TASK BRIEF =
For each line of the data below that contains "padded", return that line.

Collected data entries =
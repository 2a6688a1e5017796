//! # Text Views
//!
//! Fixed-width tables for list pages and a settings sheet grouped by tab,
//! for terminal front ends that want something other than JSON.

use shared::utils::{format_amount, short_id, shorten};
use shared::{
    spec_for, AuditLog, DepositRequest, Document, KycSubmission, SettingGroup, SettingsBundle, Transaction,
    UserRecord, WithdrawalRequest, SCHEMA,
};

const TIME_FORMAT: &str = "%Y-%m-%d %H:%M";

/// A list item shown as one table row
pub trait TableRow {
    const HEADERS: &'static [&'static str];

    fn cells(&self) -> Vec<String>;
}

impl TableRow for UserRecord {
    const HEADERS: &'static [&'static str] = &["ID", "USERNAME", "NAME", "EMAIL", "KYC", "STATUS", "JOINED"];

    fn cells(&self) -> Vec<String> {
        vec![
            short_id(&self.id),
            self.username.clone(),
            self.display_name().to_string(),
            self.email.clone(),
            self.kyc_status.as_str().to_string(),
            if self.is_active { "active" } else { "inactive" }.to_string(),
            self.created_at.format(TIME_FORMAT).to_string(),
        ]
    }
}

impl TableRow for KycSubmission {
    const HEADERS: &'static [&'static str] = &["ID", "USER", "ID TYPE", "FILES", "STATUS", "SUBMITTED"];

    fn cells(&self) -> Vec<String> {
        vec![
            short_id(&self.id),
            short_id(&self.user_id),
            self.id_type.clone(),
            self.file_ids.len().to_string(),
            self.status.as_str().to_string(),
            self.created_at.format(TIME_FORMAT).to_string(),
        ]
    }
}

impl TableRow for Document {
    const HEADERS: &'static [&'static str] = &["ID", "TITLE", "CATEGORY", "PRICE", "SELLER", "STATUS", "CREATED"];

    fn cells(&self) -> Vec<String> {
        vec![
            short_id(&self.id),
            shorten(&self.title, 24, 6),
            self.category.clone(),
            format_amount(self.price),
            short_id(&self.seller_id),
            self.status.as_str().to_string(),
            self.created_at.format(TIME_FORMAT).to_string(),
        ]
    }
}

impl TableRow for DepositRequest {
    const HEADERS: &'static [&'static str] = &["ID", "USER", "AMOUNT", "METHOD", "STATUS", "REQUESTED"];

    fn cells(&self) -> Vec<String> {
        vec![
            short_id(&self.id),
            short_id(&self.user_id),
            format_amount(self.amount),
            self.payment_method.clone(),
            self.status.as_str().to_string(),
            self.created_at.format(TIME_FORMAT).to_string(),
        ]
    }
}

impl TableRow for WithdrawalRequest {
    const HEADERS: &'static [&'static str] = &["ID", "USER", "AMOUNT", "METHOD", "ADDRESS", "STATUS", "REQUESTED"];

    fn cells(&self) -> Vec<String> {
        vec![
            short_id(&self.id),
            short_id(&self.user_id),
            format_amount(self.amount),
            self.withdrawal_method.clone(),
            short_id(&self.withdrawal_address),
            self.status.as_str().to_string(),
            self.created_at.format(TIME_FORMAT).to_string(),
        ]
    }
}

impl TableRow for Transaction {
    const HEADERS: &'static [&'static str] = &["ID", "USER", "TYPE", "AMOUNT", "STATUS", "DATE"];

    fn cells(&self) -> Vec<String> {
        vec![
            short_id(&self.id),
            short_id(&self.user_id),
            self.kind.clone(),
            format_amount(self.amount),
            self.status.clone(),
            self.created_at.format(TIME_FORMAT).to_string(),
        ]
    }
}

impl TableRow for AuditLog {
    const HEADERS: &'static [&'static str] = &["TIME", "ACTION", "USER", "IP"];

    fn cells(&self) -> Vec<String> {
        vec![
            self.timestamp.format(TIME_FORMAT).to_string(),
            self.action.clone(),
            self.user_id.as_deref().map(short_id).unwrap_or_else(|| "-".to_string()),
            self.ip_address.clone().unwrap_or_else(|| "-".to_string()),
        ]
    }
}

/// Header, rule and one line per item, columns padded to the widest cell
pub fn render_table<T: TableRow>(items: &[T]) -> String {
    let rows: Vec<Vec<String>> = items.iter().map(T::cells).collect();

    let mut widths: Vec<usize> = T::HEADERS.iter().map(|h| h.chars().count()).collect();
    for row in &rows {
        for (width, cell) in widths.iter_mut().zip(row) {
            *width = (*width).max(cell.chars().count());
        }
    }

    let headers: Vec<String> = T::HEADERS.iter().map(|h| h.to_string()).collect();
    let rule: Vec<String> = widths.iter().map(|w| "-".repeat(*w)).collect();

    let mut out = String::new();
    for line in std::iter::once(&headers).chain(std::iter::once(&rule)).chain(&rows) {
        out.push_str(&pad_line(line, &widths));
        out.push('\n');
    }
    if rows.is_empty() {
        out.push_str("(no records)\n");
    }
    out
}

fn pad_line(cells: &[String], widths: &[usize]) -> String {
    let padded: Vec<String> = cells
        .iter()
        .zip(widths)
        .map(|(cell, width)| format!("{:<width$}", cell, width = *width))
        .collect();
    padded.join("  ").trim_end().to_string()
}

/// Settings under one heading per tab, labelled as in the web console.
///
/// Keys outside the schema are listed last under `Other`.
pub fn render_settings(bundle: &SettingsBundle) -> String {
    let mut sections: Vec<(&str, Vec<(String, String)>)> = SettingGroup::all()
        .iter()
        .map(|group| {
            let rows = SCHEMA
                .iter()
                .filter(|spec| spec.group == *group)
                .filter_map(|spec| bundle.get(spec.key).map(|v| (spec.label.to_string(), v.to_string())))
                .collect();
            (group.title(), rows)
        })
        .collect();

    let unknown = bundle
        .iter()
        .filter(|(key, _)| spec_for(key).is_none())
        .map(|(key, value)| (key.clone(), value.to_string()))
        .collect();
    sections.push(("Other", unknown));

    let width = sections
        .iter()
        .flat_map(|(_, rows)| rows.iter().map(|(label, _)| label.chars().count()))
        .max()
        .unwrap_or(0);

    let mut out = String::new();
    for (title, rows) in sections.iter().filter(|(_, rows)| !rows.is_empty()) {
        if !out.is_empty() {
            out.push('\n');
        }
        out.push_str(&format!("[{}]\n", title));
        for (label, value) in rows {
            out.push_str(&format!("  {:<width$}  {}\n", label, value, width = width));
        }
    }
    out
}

* * *

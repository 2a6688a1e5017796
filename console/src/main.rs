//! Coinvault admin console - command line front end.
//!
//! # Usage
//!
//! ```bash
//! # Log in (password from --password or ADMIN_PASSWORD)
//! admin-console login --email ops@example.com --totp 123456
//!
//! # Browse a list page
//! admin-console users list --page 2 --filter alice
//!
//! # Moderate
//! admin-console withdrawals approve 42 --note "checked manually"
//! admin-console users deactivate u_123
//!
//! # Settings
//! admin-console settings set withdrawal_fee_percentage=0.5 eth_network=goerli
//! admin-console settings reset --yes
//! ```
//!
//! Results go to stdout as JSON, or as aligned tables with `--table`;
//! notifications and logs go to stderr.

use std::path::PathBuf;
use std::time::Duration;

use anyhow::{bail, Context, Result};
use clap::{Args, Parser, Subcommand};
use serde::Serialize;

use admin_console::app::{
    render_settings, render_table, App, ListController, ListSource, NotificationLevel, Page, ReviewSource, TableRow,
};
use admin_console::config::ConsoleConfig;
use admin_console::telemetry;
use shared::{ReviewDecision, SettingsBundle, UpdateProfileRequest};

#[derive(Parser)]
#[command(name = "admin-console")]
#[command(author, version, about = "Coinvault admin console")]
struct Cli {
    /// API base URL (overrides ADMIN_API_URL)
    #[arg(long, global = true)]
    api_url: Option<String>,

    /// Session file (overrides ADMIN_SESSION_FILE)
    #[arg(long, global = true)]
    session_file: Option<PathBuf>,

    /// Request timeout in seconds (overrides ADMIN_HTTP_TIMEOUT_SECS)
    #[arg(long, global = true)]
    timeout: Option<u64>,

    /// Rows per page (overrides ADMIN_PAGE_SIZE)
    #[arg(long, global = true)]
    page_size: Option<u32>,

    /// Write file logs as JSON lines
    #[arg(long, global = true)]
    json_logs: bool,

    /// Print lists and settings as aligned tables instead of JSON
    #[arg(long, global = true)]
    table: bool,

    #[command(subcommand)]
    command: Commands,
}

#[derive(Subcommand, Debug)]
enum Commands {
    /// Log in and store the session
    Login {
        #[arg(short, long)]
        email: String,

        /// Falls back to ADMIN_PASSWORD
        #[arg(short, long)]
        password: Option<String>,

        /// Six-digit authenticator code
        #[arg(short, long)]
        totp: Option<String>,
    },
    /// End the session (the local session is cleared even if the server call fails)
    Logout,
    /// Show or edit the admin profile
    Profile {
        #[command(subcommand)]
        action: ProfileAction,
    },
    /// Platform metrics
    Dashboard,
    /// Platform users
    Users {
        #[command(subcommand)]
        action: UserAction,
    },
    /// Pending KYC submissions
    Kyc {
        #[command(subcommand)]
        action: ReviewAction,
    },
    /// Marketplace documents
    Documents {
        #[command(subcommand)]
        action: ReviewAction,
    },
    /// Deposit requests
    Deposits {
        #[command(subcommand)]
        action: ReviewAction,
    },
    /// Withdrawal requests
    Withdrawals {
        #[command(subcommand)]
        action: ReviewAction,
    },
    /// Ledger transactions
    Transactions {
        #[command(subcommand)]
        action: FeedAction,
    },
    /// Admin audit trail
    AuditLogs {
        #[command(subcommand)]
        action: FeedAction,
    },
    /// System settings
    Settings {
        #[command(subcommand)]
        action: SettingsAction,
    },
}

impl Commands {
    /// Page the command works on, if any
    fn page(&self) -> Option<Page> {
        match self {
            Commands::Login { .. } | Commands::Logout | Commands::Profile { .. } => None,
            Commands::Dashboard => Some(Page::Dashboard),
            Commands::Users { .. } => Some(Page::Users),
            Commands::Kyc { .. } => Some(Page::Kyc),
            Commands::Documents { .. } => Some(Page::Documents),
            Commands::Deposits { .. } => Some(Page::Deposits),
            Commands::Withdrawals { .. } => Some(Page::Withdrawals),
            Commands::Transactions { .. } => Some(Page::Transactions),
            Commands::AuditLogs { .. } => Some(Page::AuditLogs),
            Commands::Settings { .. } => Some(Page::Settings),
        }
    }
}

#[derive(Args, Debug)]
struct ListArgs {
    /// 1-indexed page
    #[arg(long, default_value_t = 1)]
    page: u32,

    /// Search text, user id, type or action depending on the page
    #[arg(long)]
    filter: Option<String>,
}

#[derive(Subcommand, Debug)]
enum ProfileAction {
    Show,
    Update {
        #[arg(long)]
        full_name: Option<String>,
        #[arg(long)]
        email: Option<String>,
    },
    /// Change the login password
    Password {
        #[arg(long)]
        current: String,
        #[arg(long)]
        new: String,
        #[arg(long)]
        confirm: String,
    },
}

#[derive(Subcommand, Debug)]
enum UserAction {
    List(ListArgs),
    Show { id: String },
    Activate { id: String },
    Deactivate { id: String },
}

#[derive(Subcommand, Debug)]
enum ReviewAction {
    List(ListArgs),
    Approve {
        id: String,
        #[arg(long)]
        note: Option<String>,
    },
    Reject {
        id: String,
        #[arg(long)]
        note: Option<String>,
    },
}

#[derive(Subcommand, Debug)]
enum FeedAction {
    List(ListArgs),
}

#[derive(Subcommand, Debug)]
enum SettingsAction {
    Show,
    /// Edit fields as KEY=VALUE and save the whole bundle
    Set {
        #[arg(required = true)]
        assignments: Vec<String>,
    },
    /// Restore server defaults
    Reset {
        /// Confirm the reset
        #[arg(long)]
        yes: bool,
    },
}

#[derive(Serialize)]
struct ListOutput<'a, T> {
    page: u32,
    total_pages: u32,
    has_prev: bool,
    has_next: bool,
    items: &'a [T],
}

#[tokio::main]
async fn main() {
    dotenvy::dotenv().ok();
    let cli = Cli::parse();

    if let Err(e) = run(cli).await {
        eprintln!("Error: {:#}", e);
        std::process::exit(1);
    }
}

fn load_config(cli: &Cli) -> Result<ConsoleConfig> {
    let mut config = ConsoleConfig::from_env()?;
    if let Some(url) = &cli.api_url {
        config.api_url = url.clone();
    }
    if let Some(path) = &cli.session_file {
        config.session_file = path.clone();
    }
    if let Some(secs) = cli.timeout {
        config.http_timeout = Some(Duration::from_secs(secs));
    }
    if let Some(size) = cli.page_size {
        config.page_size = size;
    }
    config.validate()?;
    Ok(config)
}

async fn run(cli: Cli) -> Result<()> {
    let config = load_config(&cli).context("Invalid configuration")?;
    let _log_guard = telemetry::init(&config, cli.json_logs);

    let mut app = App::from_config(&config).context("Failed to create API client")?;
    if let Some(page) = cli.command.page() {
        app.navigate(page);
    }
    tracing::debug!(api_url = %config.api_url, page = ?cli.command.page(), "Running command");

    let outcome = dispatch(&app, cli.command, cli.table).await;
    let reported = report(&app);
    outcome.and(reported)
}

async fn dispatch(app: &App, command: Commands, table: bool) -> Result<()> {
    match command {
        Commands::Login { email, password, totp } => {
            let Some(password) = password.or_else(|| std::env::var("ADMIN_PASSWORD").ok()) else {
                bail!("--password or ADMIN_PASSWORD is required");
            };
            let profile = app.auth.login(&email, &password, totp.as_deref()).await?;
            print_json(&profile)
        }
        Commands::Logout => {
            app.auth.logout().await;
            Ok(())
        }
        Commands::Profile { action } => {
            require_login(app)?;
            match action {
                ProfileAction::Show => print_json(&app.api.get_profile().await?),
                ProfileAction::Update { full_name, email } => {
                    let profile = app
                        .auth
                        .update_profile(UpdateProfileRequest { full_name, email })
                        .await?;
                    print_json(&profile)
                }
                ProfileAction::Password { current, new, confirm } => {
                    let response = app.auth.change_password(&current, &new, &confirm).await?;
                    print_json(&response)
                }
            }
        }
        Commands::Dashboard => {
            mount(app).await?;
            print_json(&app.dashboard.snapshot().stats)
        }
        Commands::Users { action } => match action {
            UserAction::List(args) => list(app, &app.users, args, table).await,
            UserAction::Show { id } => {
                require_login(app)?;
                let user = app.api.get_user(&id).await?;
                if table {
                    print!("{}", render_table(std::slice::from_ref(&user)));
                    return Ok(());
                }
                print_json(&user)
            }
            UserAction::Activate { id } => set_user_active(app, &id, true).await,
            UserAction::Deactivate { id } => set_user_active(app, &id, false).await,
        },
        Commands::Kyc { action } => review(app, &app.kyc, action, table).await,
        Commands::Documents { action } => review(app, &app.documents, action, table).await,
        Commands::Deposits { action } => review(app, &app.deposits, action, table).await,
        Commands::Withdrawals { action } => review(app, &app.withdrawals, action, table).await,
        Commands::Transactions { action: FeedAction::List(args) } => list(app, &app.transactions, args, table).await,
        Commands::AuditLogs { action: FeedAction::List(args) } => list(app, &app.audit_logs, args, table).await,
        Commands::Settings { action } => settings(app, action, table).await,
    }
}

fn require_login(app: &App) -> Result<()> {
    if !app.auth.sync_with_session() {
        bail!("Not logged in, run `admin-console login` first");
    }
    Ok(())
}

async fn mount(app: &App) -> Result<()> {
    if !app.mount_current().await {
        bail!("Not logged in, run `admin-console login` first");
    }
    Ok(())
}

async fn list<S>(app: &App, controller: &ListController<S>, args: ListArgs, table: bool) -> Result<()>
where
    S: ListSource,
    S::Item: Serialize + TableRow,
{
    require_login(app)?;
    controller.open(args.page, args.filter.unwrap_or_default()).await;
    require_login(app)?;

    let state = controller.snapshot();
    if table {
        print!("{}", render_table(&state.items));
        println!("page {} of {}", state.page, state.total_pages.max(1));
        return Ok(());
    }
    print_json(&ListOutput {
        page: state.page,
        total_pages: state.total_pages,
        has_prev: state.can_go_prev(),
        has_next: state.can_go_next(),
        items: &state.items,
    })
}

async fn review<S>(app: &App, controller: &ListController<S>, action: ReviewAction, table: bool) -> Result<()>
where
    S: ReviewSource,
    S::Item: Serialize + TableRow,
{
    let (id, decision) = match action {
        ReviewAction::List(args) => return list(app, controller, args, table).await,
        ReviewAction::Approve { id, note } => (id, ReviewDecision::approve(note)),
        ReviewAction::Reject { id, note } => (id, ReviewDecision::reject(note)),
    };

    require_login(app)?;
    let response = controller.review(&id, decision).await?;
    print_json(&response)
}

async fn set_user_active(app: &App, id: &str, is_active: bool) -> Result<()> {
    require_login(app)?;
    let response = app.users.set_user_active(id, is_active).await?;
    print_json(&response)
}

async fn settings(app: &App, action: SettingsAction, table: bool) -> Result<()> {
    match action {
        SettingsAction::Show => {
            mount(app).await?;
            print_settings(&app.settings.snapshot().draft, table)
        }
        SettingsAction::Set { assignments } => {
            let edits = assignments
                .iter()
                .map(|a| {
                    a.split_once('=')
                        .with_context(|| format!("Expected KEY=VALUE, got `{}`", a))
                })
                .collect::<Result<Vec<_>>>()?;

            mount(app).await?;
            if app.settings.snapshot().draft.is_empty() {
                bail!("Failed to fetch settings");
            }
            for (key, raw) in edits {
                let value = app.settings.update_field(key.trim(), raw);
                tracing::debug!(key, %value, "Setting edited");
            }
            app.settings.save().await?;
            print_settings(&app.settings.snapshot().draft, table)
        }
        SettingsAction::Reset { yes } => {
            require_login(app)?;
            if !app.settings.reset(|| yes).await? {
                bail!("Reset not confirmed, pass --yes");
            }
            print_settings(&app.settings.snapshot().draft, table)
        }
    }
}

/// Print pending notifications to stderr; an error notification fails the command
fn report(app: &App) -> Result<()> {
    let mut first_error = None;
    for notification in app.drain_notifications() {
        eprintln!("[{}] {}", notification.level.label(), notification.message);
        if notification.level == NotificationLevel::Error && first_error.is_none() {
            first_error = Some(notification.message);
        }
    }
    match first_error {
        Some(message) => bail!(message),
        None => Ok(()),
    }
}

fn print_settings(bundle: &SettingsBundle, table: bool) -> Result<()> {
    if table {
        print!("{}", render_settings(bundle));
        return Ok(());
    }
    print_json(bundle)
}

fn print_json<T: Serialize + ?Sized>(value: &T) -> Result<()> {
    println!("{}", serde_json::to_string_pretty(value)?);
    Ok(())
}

--

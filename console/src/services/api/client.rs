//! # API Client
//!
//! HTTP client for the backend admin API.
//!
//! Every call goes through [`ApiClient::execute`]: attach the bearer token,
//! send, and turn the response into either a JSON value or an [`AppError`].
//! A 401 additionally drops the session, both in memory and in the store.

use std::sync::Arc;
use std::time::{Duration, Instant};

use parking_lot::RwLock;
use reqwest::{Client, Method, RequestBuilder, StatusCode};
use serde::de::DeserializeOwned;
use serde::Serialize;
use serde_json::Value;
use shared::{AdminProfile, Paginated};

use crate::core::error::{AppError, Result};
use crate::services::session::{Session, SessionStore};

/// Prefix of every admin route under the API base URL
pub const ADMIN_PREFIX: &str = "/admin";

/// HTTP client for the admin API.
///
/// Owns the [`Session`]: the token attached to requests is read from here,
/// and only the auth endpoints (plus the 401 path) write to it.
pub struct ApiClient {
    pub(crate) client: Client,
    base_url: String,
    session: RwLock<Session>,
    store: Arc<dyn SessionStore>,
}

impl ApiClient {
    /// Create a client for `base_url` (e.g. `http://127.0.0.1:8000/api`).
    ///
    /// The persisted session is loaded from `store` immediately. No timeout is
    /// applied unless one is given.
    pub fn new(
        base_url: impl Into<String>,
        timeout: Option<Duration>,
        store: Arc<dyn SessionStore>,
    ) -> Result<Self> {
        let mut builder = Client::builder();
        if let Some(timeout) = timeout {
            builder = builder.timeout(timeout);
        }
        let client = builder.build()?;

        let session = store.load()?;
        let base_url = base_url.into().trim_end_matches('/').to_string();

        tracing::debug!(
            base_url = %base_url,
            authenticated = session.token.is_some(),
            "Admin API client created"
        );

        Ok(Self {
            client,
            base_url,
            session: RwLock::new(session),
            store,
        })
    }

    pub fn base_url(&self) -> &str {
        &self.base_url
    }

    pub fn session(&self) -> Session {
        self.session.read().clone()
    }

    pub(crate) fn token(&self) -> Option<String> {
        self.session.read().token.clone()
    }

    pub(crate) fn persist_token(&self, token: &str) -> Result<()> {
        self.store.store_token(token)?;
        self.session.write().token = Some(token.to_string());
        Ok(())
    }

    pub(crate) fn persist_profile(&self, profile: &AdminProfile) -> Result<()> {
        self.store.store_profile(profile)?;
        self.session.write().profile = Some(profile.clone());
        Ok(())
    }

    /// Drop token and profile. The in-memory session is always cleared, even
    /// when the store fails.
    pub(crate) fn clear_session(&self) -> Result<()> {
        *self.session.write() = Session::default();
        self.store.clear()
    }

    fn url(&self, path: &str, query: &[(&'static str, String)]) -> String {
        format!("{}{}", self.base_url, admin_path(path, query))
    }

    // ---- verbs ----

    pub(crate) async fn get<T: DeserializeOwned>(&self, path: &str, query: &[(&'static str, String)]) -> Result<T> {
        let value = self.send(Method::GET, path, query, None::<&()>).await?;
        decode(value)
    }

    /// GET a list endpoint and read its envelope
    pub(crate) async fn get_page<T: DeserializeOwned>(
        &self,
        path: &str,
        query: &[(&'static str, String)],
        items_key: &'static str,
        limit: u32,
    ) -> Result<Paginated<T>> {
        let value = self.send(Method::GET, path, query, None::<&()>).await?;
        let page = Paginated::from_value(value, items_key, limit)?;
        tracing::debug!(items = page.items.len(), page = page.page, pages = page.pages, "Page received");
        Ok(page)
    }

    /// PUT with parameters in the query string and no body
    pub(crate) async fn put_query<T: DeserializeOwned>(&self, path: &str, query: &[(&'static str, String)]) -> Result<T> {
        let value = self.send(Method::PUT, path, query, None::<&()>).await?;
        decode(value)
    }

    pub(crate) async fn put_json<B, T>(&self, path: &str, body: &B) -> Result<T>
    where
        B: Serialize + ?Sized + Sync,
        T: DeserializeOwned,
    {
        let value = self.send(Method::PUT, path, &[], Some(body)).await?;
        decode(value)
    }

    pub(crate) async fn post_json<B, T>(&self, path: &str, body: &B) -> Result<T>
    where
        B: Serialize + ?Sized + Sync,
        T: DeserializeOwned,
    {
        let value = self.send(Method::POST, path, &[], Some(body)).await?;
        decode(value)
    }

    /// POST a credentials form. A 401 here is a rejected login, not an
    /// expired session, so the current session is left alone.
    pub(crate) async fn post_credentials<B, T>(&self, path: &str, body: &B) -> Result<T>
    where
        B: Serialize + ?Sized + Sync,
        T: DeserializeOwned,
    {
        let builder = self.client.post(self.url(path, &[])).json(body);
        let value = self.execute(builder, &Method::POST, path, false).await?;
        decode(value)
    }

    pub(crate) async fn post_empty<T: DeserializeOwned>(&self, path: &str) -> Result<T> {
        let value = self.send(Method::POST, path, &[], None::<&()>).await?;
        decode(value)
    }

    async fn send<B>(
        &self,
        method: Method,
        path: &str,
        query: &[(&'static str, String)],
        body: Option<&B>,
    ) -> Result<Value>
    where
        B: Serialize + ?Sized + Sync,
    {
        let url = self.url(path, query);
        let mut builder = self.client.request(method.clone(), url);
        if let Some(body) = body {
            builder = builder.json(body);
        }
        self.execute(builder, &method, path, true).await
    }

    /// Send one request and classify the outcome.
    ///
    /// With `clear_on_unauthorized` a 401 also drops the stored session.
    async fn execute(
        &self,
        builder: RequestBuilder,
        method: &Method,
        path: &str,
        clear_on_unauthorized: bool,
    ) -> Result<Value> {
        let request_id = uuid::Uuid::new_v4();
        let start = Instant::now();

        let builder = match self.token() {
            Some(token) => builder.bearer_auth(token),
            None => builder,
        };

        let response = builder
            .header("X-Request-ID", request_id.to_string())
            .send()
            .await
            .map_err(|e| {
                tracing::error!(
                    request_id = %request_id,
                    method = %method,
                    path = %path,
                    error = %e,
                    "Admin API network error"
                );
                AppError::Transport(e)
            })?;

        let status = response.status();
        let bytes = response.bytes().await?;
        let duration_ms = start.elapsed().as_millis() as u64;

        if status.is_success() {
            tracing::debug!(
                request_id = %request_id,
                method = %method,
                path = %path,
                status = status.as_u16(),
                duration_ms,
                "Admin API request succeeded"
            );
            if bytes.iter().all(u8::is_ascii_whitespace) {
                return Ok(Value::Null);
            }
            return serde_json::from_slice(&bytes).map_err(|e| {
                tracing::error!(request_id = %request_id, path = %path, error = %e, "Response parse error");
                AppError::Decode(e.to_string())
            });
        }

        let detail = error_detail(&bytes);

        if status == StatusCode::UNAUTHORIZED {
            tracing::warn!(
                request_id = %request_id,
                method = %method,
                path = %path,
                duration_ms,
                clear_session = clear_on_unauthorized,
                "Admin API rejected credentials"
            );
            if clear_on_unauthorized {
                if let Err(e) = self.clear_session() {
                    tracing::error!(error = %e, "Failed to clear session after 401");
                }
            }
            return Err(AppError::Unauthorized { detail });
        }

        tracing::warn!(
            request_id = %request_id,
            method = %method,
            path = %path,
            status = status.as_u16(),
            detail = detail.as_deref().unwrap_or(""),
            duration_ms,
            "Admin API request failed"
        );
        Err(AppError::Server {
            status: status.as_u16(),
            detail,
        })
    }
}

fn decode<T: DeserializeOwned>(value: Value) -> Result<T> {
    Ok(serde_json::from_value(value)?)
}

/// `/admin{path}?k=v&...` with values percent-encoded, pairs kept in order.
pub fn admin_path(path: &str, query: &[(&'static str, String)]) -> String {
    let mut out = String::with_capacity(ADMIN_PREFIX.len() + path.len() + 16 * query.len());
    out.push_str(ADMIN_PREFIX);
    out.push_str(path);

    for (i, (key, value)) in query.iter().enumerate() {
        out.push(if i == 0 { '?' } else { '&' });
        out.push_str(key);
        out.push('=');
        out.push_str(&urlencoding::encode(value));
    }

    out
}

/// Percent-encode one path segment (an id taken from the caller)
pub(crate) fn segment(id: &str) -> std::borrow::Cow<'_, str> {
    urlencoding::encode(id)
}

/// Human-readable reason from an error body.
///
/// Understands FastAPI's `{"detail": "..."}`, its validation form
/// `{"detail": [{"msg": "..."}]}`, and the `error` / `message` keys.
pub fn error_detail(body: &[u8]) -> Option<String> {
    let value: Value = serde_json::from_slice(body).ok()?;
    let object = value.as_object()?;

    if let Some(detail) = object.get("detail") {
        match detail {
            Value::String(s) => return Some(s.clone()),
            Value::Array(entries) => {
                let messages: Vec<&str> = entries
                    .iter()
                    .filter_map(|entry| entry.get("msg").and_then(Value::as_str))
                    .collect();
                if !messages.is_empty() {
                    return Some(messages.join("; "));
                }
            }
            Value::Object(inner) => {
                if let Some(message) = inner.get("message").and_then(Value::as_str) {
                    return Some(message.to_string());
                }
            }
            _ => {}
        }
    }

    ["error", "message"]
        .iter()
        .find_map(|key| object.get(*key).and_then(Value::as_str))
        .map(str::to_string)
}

YOUR SOLUTION =
/// Header, rule and one line per item, columns padded to the widest cell
    let padded: Vec<String> = cells
    padded.join("  ").trim_end().to_string()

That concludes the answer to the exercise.